The I_th, DR, and spatial resolution in subretinal stimulation were numerically simulated using AC/DC module in COMSOL Multiphysics 6.0 based on a human retinal model^40,41 (see Supplementary Fig. S12 and Table S1). The stimulation threshold was defined as the stimulating current that generates an electric field of 3,000 V/m at the location of the bipolar cells in the INL, which is the target layer for subretinal stimulation^27,42,43. The spatial resolution estimates the extent of inter-channel interference as evaluated by the Michelson contrast (MC)¹¹. The MC measures the ratio of the minimum and maximum electric field strengths at the plane of the INL upon simultaneous current injection from neighboring channels using Eq. (2):

$$\:\text{M}\text{C}=\:\frac{{\left|E\right|}_{max}-{\left|E\right|}_{min}}{{\left|E\right|}_{max}+{\left|E\right|}_{min}}\:.\:\:\:\:\:\:\:\:\:\:\:\:\:\:\:\:\:\:\:\:\:\:\:\:\:\:\:\:\:\:\:\:\:\:\:\:\:\:\:\:\:\:\:\:\:\:\:\:\:\:\:\:\:\:\:\:\:\:\left(2\right)$$

Modeling of insertion of MEA in Fig. S17 employed the retina and electrode modeled as linear elastic materials, as described in Table S2.

Fluorescent Calcium imaging system

A custom-built optical system incorporated both fluorescence and bright field microscopes. The bright field microscope utilized a Köhler illumination configuration, consisting of a near-infrared light emitting diode (LED) at λ = 780 nm (M780L3, Thorlabs), a collector lens, a condenser lens, and two iris diaphragms to ensure uniform illumination of the sample. The fluorescent microscope involved a 565 nm LED (SOLIS-565C, Thorlabs), a dichroic mirror in combination with excitation and emission filters (MDF-MCHA, Thorlabs) to separate the excitation light from emission light. Images were focused onto the CMOS camera using a 40X objective lens (LUMPLFLN40XW, Olympus) with a numerical aperture of 0.8, and a tube lens with a focal length of 200 mm.

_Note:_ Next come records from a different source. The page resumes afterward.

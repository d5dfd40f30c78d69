use crate::types::NamingMode;
use rand::Rng;
use std::cell::Cell;

/// 唯一 token 生成策略
///
/// `seed` 是被命名内容的序列化文本，只有基于内容的策略会用到。
pub trait IdGenerator {
    fn generate(&self, seed: &str) -> String;

    /// 是否需要 seed；返回 false 时调用方传入空字符串，省去序列化
    fn needs_seed(&self) -> bool {
        false
    }
}

/// 随机命名策略：5 位小写 base36 字符
///
/// 只保证同一进程内"几乎不会"冲突，需要严格唯一时请注入自己的策略。
pub struct RandomIds;

impl RandomIds {
    const LEN: usize = 5;
}

impl IdGenerator for RandomIds {
    fn generate(&self, _seed: &str) -> String {
        let mut rng = rand::thread_rng();

        (0..Self::LEN)
            .filter_map(|_| std::char::from_digit(rng.gen_range(0..36), 36))
            .collect()
    }
}

/// Hash 命名策略：基于内容生成稳定 token
pub struct HashIds;

impl IdGenerator for HashIds {
    fn generate(&self, seed: &str) -> String {
        let hash = blake3::hash(seed.as_bytes());

        // 取前 4 个字节的十六进制表示
        let hex = format!("{}", hash);
        hex[..8].to_string()
    }

    fn needs_seed(&self) -> bool {
        true
    }
}

/// 自增命名策略：0, 1, 2, ...
#[derive(Default)]
pub struct SequentialIds {
    next: Cell<u64>,
}

impl SequentialIds {
    pub fn new() -> Self {
        Self::default()
    }
}

impl IdGenerator for SequentialIds {
    fn generate(&self, _seed: &str) -> String {
        let id = self.next.get();
        self.next.set(id + 1);
        id.to_string()
    }
}

/// 根据 NamingMode 创建对应的策略
pub fn create_id_generator(mode: NamingMode) -> Box<dyn IdGenerator> {
    match mode {
        NamingMode::Random => Box::new(RandomIds),
        NamingMode::Hash => Box::new(HashIds),
        NamingMode::Sequential => Box::new(SequentialIds::new()),
    }
}

/// 检查逻辑样式名能否作为类名的一部分
///
/// 必须以 ASCII 字母开头，其余字符只能是字母、数字、`-`、`_`。
pub fn is_valid_identifier(name: &str) -> bool {
    let mut chars = name.chars();

    match chars.next() {
        Some(first) if first.is_ascii_alphabetic() => {}
        _ => return false,
    }

    chars.all(|c| c.is_ascii_alphanumeric() || c == '-' || c == '_')
}
/// 编译错误
///
/// 所有错误都是致命的：出错时整个编译调用中止，不返回部分结果。
/// 不支持的 at-rule（非 `@media`）不属于错误，会被静默丢弃。
#[derive(Debug, thiserror::Error)]
pub enum Error {
    /// 逻辑样式名不能作为类名
    #[error("{name} is not a valid classname")]
    InvalidIdentifier { name: String },

    /// `extend` 引用了不存在的样式
    #[error("can't extend {name} with {target} because {target} does not exist")]
    UnresolvedExtend { name: String, target: String },

    /// 值既不是字符串/数字，也不是嵌套对象
    #[error("unsupported value at `{path}`: expected a string, number or object, found {found}")]
    ValueShape { path: String, found: &'static str },

    /// JSON 文档顶层类型不对
    #[error("expected {expected} at the top level, found {found}")]
    InvalidDocument {
        expected: &'static str,
        found: &'static str,
    },

    #[error("invalid json: {0}")]
    Json(#[from] serde_json::Error),
}

pub type Result<T> = std::result::Result<T, Error>;

#[cfg(test)]
mod tests {
    use super::*;

    #[test]
    fn test_error_messages() {
        let err = Error::InvalidIdentifier {
            name: "1abc".to_string(),
        };
        assert_eq!(err.to_string(), "1abc is not a valid classname");

        let err = Error::UnresolvedExtend {
            name: "B".to_string(),
            target: "C".to_string(),
        };
        assert_eq!(
            err.to_string(),
            "can't extend B with C because C does not exist"
        );
    }
}
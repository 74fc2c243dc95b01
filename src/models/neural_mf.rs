//! Neural matrix factorisation.
//!
//! The user and item embeddings are concatenated and passed through a ReLU
//! tower; a final linear layer maps the tower output to one logit.
use candle_core::{Module, Tensor};
use candle_nn::{linear, Embedding, Linear, VarBuilder};

use super::neural::{
    embedding, Architecture, EmbeddingModel, Hyperparameters, PointwiseNetwork, Tower,
};
use super::ModelKind;

/// The NeuralMF model.
pub type NeuralMf = EmbeddingModel<NeuralMfArchitecture>;

/// Builds [`NeuralMfNetwork`]s.
#[derive(Debug)]
pub struct NeuralMfArchitecture;

impl Architecture for NeuralMfArchitecture {
    type Network = NeuralMfNetwork;

    const KIND: ModelKind = ModelKind::NeuralMf;

    fn build(
        num_users: usize,
        num_items: usize,
        hyper: &Hyperparameters,
        vb: VarBuilder,
    ) -> candle_core::Result<NeuralMfNetwork> {
        let embedding_dim = hyper.embedding_dim();
        let user_embedding = embedding(num_users, embedding_dim, vb.pp("user_embedding"))?;
        let item_embedding = embedding(num_items, embedding_dim, vb.pp("item_embedding"))?;
        let mlp = Tower::new(
            2 * embedding_dim,
            hyper.hidden_dims(),
            hyper.dropout(),
            false,
            vb.pp("mlp"),
        )?;
        let output = linear(mlp.output_dim(), 1, vb.pp("output"))?;

        Ok(NeuralMfNetwork {
            user_embedding,
            item_embedding,
            mlp,
            output,
        })
    }
}

/// Embeddings, MLP tower and output layer.
#[derive(Clone, Debug)]
pub struct NeuralMfNetwork {
    user_embedding: Embedding,
    item_embedding: Embedding,
    mlp: Tower,
    output: Linear,
}

impl PointwiseNetwork for NeuralMfNetwork {
    fn forward_t(
        &self,
        users: &Tensor,
        items: &Tensor,
        train: bool,
    ) -> candle_core::Result<Tensor> {
        let user_vectors = self.user_embedding.forward(users)?;
        let item_vectors = self.item_embedding.forward(items)?;

        let hidden = self
            .mlp
            .forward_t(&Tensor::cat(&[&user_vectors, &item_vectors], 1)?, train)?;

        self.output.forward(&hidden)?.squeeze(1)
    }
}
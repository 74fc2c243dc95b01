//! On-disk checkpoint format.
//!
//! A checkpoint is a single bincode record holding the model kind, the
//! shape the model was fitted on, and a model-specific state (weights and
//! hyperparameters). Files are written to a temporary sibling first and
//! renamed into place, so a reader never sees a half-written checkpoint.
use std::fs::{create_dir_all, rename, File};
use std::io::{BufReader, BufWriter};
use std::path::Path;

use serde::de::DeserializeOwned;
use serde::Serialize;

use super::{RecommendError, Result};
use crate::models::ModelKind;

/// Bumped whenever the layout of any model state changes.
pub const FORMAT_VERSION: u32 = 2;

/// A persisted model.
#[derive(Clone, Debug, Serialize, Deserialize)]
pub struct Checkpoint<T> {
    /// Layout version the file was written with.
    pub format_version: u32,
    /// Which variant wrote the file.
    pub model: ModelKind,
    /// Rows of the matrix the model was fitted on.
    pub num_users: usize,
    /// Columns of the matrix the model was fitted on.
    pub num_items: usize,
    /// Variant-specific state.
    pub state: T,
}

impl<T> Checkpoint<T> {
    /// Wrap a state for writing.
    pub fn new(model: ModelKind, num_users: usize, num_items: usize, state: T) -> Self {
        Checkpoint {
            format_version: FORMAT_VERSION,
            model,
            num_users,
            num_items,
            state,
        }
    }
}

/// Write `checkpoint` to `path`, creating parent directories and replacing
/// any previous file.
pub fn write<T: Serialize>(path: &Path, checkpoint: &Checkpoint<T>) -> Result<()> {
    if let Some(parent) = path.parent() {
        if !parent.as_os_str().is_empty() && !parent.exists() {
            create_dir_all(parent)?;
        }
    }

    let temp_path = path.with_extension("ckpt.tmp");

    {
        let mut writer = BufWriter::new(File::create(&temp_path)?);
        bincode::serialize_into(&mut writer, checkpoint)?;
    }

    rename(&temp_path, path)?;

    Ok(())
}

/// Read the checkpoint at `path`, checking that it was written by `model`.
pub fn read<T: DeserializeOwned>(path: &Path, model: ModelKind) -> Result<Checkpoint<T>> {
    if !path.exists() {
        return Err(RecommendError::CheckpointMissing {
            model: model.name().to_owned(),
            path: path.display().to_string(),
        });
    }

    let reader = BufReader::new(File::open(path)?);
    let checkpoint: Checkpoint<T> = bincode::deserialize_from(reader)?;

    let corrupt = |reason: String| RecommendError::CorruptCheckpoint {
        path: path.display().to_string(),
        reason,
    };

    if checkpoint.format_version != FORMAT_VERSION {
        return Err(corrupt(format!(
            "format version {} (expected {})",
            checkpoint.format_version, FORMAT_VERSION
        )));
    }

    if checkpoint.model != model {
        return Err(corrupt(format!(
            "written by {} (expected {})",
            checkpoint.model.name(),
            model.name()
        )));
    }

    Ok(checkpoint)
}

AAV-meditated gene transfection and retinal preparation

All animal experimental procedures were approved by the Institutional Animal Care and Use Committee (IACUC; PNU-2023-3237) of Pusan National University. Male C57BL/6 mice (10-week-old, 20–25 g) were housed in a cage under a 12 h light/dark cycles with controlled temperature (22 ± 2°C) and humidity (55% ± 5%), and ad libitum access to food and water. The AAV vectors were used to transfect mouse retinal neurons with sRGECO (AAV8-Ef1a-sRGECO; 2×10¹³ GC/mL in HBSS, plasmid number of 137125; Addgene). The mice were anesthetized with avertin (250 mg/kg, Sigma-Aldrich) and placed on a heating pad at 37°C. A 30 G syringe was used to puncture a hole around the limbus. The AAV vectors carrying the genetically encoded calcium indicator were injected into the vitreous for 10 s using a 33G blunt needle (World Precision Instruments)^55,56. After 3 weeks of injection⁵⁵, the retina was prepared following the previously reported protocol by authors⁵⁷. Detached retina was transferred into the electrode-mounted chamber (RC-27L, Warner Instruments LLC) with the photoreceptor facing down, and immobilized by a nylon-mesh anchor (HSG, Ala Scientific Instruments). Total four retinas were used in this study.

Ex vivo retinal experiments

During the procedures, the prepared chamber was continuously perfused by oxygenated Ames' medium (A1420, Sigma-Aldrich) containing a synaptic blocker cocktail of CNQX (25µM; Hello Bio) and D-AP5 (25µM; Hello Bio) at 34°C with a constant flow rate of 5 mL/min^56,58. The stimulating MEA was connected to a stimulus generator (STG4004, Multi-Channel Systems) with a reference platinum wire electrode (MW-4310, BASI Research Product). Electrical stimulation was delivered in a burst of seven cathodic-first biphasic pulses at a frequency of 60 Hz, duration of 60 µs and inter-phase delay of 100 µs with varying amplitudes (Supplementary Fig. S15).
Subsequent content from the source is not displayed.